Problem to work on ->
Please set down all of the data below verbatim.

Extracted data ->
========

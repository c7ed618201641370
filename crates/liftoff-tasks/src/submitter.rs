//! Graph submission
//!
//! Groups are submitted strictly in order, one task at a time. Each task is
//! created and then read back so the snapshot holds the queue's canonical
//! form. The first failure aborts the run.

use std::sync::Arc;
use std::time::Instant;

use liftoff_queue::QueueService;
use tracing::instrument;

use crate::chain_of_trust::GraphSnapshot;
use crate::error::{Result, TaskError};
use crate::graph::TaskGraph;
use crate::reporter::{SubmitEvent, SubmitReporter};

/// Submits task graphs to a queue
pub struct GraphSubmitter {
    queue: Arc<dyn QueueService>,
    reporter: Arc<dyn SubmitReporter>,
}

impl GraphSubmitter {
    pub fn new(queue: Arc<dyn QueueService>, reporter: Arc<dyn SubmitReporter>) -> Self {
        Self { queue, reporter }
    }

    /// Create every task of the graph and collect the canonical definitions
    #[instrument(skip_all, fields(queue = self.queue.name(), groups = graph.groups().len(), tasks = graph.len()))]
    pub async fn submit(&self, graph: &TaskGraph) -> Result<GraphSnapshot> {
        graph.validate()?;

        let start = Instant::now();
        let mut snapshot = GraphSnapshot::new();

        for (index, group) in graph.groups().iter().enumerate() {
            self.reporter.report(&SubmitEvent::GroupStarted {
                group: index,
                task_count: group.len(),
            });

            for (task_id, definition) in group {
                let body = serde_json::to_value(definition)?;
                self.reporter.report(&SubmitEvent::Submitting {
                    id: task_id.clone(),
                    definition: body.clone(),
                });

                let response = self
                    .queue
                    .create_task(task_id, &body)
                    .await
                    .map_err(|source| self.failed(task_id, source))?;
                self.reporter.report(&SubmitEvent::Created {
                    id: task_id.clone(),
                    response,
                });

                let canonical = self
                    .queue
                    .task(task_id)
                    .await
                    .map_err(|source| self.failed(task_id, source))?;
                self.reporter.report(&SubmitEvent::Confirmed {
                    id: task_id.clone(),
                });

                snapshot.insert(task_id.clone(), canonical);
            }
        }

        self.reporter.report(&SubmitEvent::Completed {
            total: snapshot.len(),
            duration: start.elapsed(),
        });

        Ok(snapshot)
    }

    fn failed(&self, task_id: &str, source: liftoff_queue::QueueError) -> TaskError {
        self.reporter.report(&SubmitEvent::Failed {
            id: task_id.to_string(),
            error: source.to_string(),
        });
        TaskError::QueueSubmission {
            task_id: task_id.to_string(),
            source,
        }
    }
}

#[cfg(test)]
mod tests {
    use super::*;
    use crate::builder::tests::ANCHOR;
    use crate::graph::tests::task;
    use crate::graph::TaskGroup;
    use crate::reporter::CollectingReporter;
    use liftoff_queue::{InMemoryQueue, QueueCall, QueueError};
    use serde_json::json;

    fn two_group_graph() -> TaskGraph {
        TaskGraph::from_groups(
            vec![
                TaskGroup::from([("A".to_string(), task(&[]))]),
                TaskGroup::from([("B".to_string(), task(&["A"]))]),
            ],
            [ANCHOR.to_string()],
        )
        .unwrap()
    }

    fn queue() -> InMemoryQueue {
        InMemoryQueue::new().with_existing_task(ANCHOR, json!({}))
    }

    #[tokio::test]
    async fn test_create_and_get_precede_next_group() {
        let queue = Arc::new(queue());
        let submitter = GraphSubmitter::new(queue.clone(), Arc::new(CollectingReporter::default()));

        submitter.submit(&two_group_graph()).await.unwrap();

        assert_eq!(
            queue.calls().await,
            vec![
                QueueCall::Create("A".to_string()),
                QueueCall::Get("A".to_string()),
                QueueCall::Create("B".to_string()),
                QueueCall::Get("B".to_string()),
            ]
        );
    }

    #[tokio::test]
    async fn test_group_barrier_on_wider_graph() {
        let graph = TaskGraph::from_tasks(
            vec![
                ("build".to_string(), task(&[])),
                ("variant".to_string(), task(&[])),
                ("test".to_string(), task(&["build"])),
                ("lint".to_string(), task(&["build"])),
                ("sign".to_string(), task(&["build", "test", "lint"])),
            ],
            [ANCHOR.to_string()],
        )
        .unwrap();

        let queue = Arc::new(queue());
        GraphSubmitter::new(queue.clone(), Arc::new(CollectingReporter::default()))
            .submit(&graph)
            .await
            .unwrap();

        let creates: Vec<String> = queue
            .calls()
            .await
            .into_iter()
            .filter_map(|call| match call {
                QueueCall::Create(id) => Some(id),
                _ => None,
            })
            .collect();
        let position = |id: &str| creates.iter().position(|c| c == id).unwrap();

        for first in ["build", "variant"] {
            for later in ["test", "lint", "sign"] {
                assert!(position(first) < position(later));
            }
        }
        assert!(position("test") < position("sign"));
        assert!(position("lint") < position("sign"));
    }

    #[tokio::test]
    async fn test_snapshot_holds_canonical_definitions() {
        let queue = Arc::new(queue());
        let snapshot = GraphSubmitter::new(queue, Arc::new(CollectingReporter::default()))
            .submit(&two_group_graph())
            .await
            .unwrap();

        assert_eq!(snapshot.len(), 2);
        let canonical = snapshot.get("B").unwrap();
        assert_eq!(canonical["taskQueueId"], "aws-provisioner-v1/mobile-3-b-fenix");
        assert_eq!(canonical["dependencies"], json!([ANCHOR, "A"]));
    }

    #[tokio::test]
    async fn test_failure_aborts_run() {
        let queue = Arc::new(queue().rejecting("A"));
        let reporter = Arc::new(CollectingReporter::default());
        let err = GraphSubmitter::new(queue.clone(), reporter.clone())
            .submit(&two_group_graph())
            .await
            .unwrap_err();

        match err {
            TaskError::QueueSubmission { task_id, source } => {
                assert_eq!(task_id, "A");
                assert!(matches!(source, QueueError::Rejected { .. }));
            }
            other => panic!("unexpected error: {:?}", other),
        }
        assert_eq!(queue.calls().await, vec![QueueCall::Create("A".to_string())]);
        assert!(reporter
            .events()
            .iter()
            .any(|e| matches!(e, SubmitEvent::Failed { id, .. } if id == "A")));
    }

    #[tokio::test]
    async fn test_reports_progress() {
        let reporter = Arc::new(CollectingReporter::default());
        GraphSubmitter::new(Arc::new(queue()), reporter.clone())
            .submit(&two_group_graph())
            .await
            .unwrap();

        let events = reporter.events();
        assert!(matches!(
            events.first(),
            Some(SubmitEvent::GroupStarted { group: 0, task_count: 1 })
        ));
        assert!(matches!(
            events.last(),
            Some(SubmitEvent::Completed { total: 2, .. })
        ));
    }

    #[tokio::test]
    async fn test_missing_anchor_is_a_submission_error() {
        let queue = Arc::new(InMemoryQueue::new());
        let err = GraphSubmitter::new(queue, Arc::new(CollectingReporter::default()))
            .submit(&two_group_graph())
            .await
            .unwrap_err();
        assert!(matches!(
            err,
            TaskError::QueueSubmission {
                source: QueueError::MissingDependency { .. },
                ..
            }
        ));
    }
}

========

Exercise response ->
repository c7ed618201641370
filename crates/liftoff-tasks/src/submitter.rs
//! Graph submission
//!
//! Groups are submitted strictly in order, one task at a time. Each task is
//! created and then read back so the snapshot holds the queue's canonical
//! form. The first failure aborts the run.

use std::sync::Arc;
use std::time::Instant;

use liftoff_queue::QueueService;
use tracing::instrument;

use crate::chain_of_trust::GraphSnapshot;
use crate::error::{Result, TaskError};
use crate::graph::TaskGraph;
use crate::reporter::{SubmitEvent, SubmitReporter};

/// Submits task graphs to a queue
pub struct GraphSubmitter {
    queue: Arc<dyn QueueService>,
    reporter: Arc<dyn SubmitReporter>,
}

impl GraphSubmitter {
    pub fn new(queue: Arc<dyn QueueService>, reporter: Arc<dyn SubmitReporter>) -> Self {
        Self { queue, reporter }
    }

    /// Create every task of the graph and collect the canonical definitions
    #[instrument(skip_all, fields(queue = self.queue.name(), groups = graph.groups().len(), tasks = graph.len()))]
    pub async fn submit(&self, graph: &TaskGraph) -> Result<GraphSnapshot> {
        graph.validate()?;

        let start = Instant::now();
        let mut snapshot = GraphSnapshot::new();

        for (index, group) in graph.groups().iter().enumerate() {
            self.reporter.report(&SubmitEvent::GroupStarted {
                group: index,
                task_count: group.len(),
            });

            for (task_id, definition) in group {
                let body = serde_json::to_value(definition)?;
                self.reporter.report(&SubmitEvent::Submitting {
                    id: task_id.clone(),
                    definition: body.clone(),
                });

                let response = self
                    .queue
                    .create_task(task_id, &body)
                    .await
                    .map_err(|source| self.failed(task_id, source))?;
                self.reporter.report(&SubmitEvent::Created {
                    id: task_id.clone(),
                    response,
                });

                let canonical = self
                    .queue
                    .task(task_id)
                    .await
                    .map_err(|source| self.failed(task_id, source))?;
                self.reporter.report(&SubmitEvent::Confirmed {
                    id: task_id.clone(),
                });

                snapshot.insert(task_id.clone(), canonical);
            }
        }

        self.reporter.report(&SubmitEvent::Completed {
            total: snapshot.len(),
            duration: start.elapsed(),
        });

        Ok(snapshot)
    }

    fn failed(&self, task_id: &str, source: liftoff_queue::QueueError) -> TaskError {
        self.reporter.report(&SubmitEvent::Failed {
            id: task_id.to_string(),
            error: source.to_string(),
        });
        TaskError::QueueSubmission {
            task_id: task_id.to_string(),
            source,
        }
    }
}

#[cfg(test)]
mod tests {
    use super::*;
    use crate::builder::tests::ANCHOR;
    use crate::graph::tests::task;
    use crate::graph::TaskGroup;
    use crate::reporter::CollectingReporter;
    use liftoff_queue::{InMemoryQueue, QueueCall, QueueError};
    use serde_json::json;

    fn two_group_graph() -> TaskGraph {
        TaskGraph::from_groups(
            vec![
                TaskGroup::from([("A".to_string(), task(&[]))]),
                TaskGroup::from([("B".to_string(), task(&["A"]))]),
            ],
            [ANCHOR.to_string()],
        )
        .unwrap()
    }

    fn queue() -> InMemoryQueue {
        InMemoryQueue::new().with_existing_task(ANCHOR, json!({}))
    }

    #[tokio::test]
    async fn test_create_and_get_precede_next_group() {
        let queue = Arc::new(queue());
        let submitter = GraphSubmitter::new(queue.clone(), Arc::new(CollectingReporter::default()));

        submitter.submit(&two_group_graph()).await.unwrap();

        assert_eq!(
            queue.calls().await,
            vec![
                QueueCall::Create("A".to_string()),
                QueueCall::Get("A".to_string()),
                QueueCall::Create("B".to_string()),
                QueueCall::Get("B".to_string()),
            ]
        );
    }

    #[tokio::test]
    async fn test_group_barrier_on_wider_graph() {
        let graph = TaskGraph::from_tasks(
            vec![
                ("build".to_string(), task(&[])),
                ("variant".to_string(), task(&[])),
                ("test".to_string(), task(&["build"])),
                ("lint".to_string(), task(&["build"])),
                ("sign".to_string(), task(&["build", "test", "lint"])),
            ],
            [ANCHOR.to_string()],
        )
        .unwrap();

        let queue = Arc::new(queue());
        GraphSubmitter::new(queue.clone(), Arc::new(CollectingReporter::default()))
            .submit(&graph)
            .await
            .unwrap();

        let creates: Vec<String> = queue
            .calls()
            .await
            .into_iter()
            .filter_map(|call| match call {
                QueueCall::Create(id) => Some(id),
                _ => None,
            })
            .collect();
        let position = |id: &str| creates.iter().position(|c| c == id).unwrap();

        for first in ["build", "variant"] {
            for later in ["test", "lint", "sign"] {
                assert!(position(first) < position(later));
            }
        }
        assert!(position("test") < position("sign"));
        assert!(position("lint") < position("sign"));
    }

    #[tokio::test]
    async fn test_snapshot_holds_canonical_definitions() {
        let queue = Arc::new(queue());
        let snapshot = GraphSubmitter::new(queue, Arc::new(CollectingReporter::default()))
            .submit(&two_group_graph())
            .await
            .unwrap();

        assert_eq!(snapshot.len(), 2);
        let canonical = snapshot.get("B").unwrap();
        assert_eq!(canonical["taskQueueId"], "aws-provisioner-v1/mobile-3-b-fenix");
        assert_eq!(canonical["dependencies"], json!([ANCHOR, "A"]));
    }

    #[tokio::test]
    async fn test_failure_aborts_run() {
        let queue = Arc::new(queue().rejecting("A"));
        let reporter = Arc::new(CollectingReporter::default());
        let err = GraphSubmitter::new(queue.clone(), reporter.clone())
            .submit(&two_group_graph())
            .await
            .unwrap_err();

        match err {
            TaskError::QueueSubmission { task_id, source } => {
                assert_eq!(task_id, "A");
                assert!(matches!(source, QueueError::Rejected { .. }));
            }
            other => panic!("unexpected error: {:?}", other),
        }
        assert_eq!(queue.calls().await, vec![QueueCall::Create("A".to_string())]);
        assert!(reporter
            .events()
            .iter()
            .any(|e| matches!(e, SubmitEvent::Failed { id, .. } if id == "A")));
    }

    #[tokio::test]
    async fn test_reports_progress() {
        let reporter = Arc::new(CollectingReporter::default());
        GraphSubmitter::new(Arc::new(queue()), reporter.clone())
            .submit(&two_group_graph())
            .await
            .unwrap();

        let events = reporter.events();
        assert!(matches!(
            events.first(),
            Some(SubmitEvent::GroupStarted { group: 0, task_count: 1 })
        ));
        assert!(matches!(
            events.last(),
            Some(SubmitEvent::Completed { total: 2, .. })
        ));
    }

    #[tokio::test]
    async fn test_missing_anchor_is_a_submission_error() {
        let queue = Arc::new(InMemoryQueue::new());
        let err = GraphSubmitter::new(queue, Arc::new(CollectingReporter::default()))
            .submit(&two_group_graph())
            .await
            .unwrap_err();
        assert!(matches!(
            err,
            TaskError::QueueSubmission {
                source: QueueError::MissingDependency { .. },
                ..
            }
        ));
    }
}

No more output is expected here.